§ What the exercise asks: After finding the line with "filename tools/scenecast-cli/src/commands/check.rs" in the data below, set down exactly each line through the one with "filename crates/common/src/logging.rs", inclusive, and stop there.

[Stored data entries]
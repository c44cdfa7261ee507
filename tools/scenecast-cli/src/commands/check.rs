//! Check encoder availability.

use scenecast_common::AppConfig;
use scenecast_export_engine::is_encoder_available;

pub fn run() -> anyhow::Result<()> {
    println!("Scenecast System Check");
    println!("{}", "=".repeat(50));

    let config = AppConfig::load();
    println!("Encoder binary: {}", config.encoder.binary.display());

    if is_encoder_available(&config.encoder) {
        println!("[OK] Encoder is runnable");
        Ok(())
    } else {
        println!("[FAIL] Encoder not found or not runnable");
        Err(anyhow::anyhow!(
            "encoder '{}' unavailable",
            config.encoder.binary.display()
        ))
    }
}
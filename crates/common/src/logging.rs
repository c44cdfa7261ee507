//! Logging and tracing initialization.
//!
//! Console output by default; when the configuration names a log file,
//! events are appended there instead (ANSI disabled, since the file is
//! meant for later inspection).

use std::fs::OpenOptions;
use std::sync::Mutex;

use crate::config::LoggingConfig;

/// Initialize the tracing subscriber with the given configuration.
pub fn init_logging(config: &LoggingConfig) {
    use tracing_subscriber::{fmt, EnvFilter};

    let env_filter =
        EnvFilter::try_from_default_env().unwrap_or_else(|_| EnvFilter::new(&config.level));

    if let Some(path) = &config.file {
        match OpenOptions::new().create(true).append(true).open(path) {
            Ok(file) => {
                let subscriber = fmt::Subscriber::builder()
                    .with_env_filter(env_filter)
                    .with_ansi(false)
                    .with_writer(Mutex::new(file))
                    .finish();
                tracing::subscriber::set_global_default(subscriber).ok();
                return;
            }
            Err(e) => {
                eprintln!(
                    "Failed to open log file {}: {e}; logging to console",
                    path.display()
                );
            }
        }
    }

    if config.json {
        let subscriber = fmt::Subscriber::builder()
            .with_env_filter(env_filter)
            .json()
            .finish();
        tracing::subscriber::set_global_default(subscriber).ok();
    } else {
        let subscriber = fmt::Subscriber::builder()
            .with_env_filter(env_filter)
            .with_target(true)
            .with_thread_ids(false)
            .with_file(false)
            .with_line_number(false)
            .finish();
        tracing::subscriber::set_global_default(subscriber).ok();
    }
}
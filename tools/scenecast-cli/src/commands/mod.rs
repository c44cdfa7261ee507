pub mod check;
pub mod export;
pub mod graph;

§ Exercise result:
filename tools/scenecast-cli/src/commands/check.rs
//! Check encoder availability.

use scenecast_common::AppConfig;
use scenecast_export_engine::is_encoder_available;

pub fn run() -> anyhow::Result<()> {
    println!("Scenecast System Check");
    println!("{}", "=".repeat(50));

    let config = AppConfig::load();
    println!("Encoder binary: {}", config.encoder.binary.display());

    if is_encoder_available(&config.encoder) {
        println!("[OK] Encoder is runnable");
        Ok(())
    } else {
        println!("[FAIL] Encoder not found or not runnable");
        Err(anyhow::anyhow!(
            "encoder '{}' unavailable",
            config.encoder.binary.display()
        ))
    }
}
filename crates/common/src/logging.rs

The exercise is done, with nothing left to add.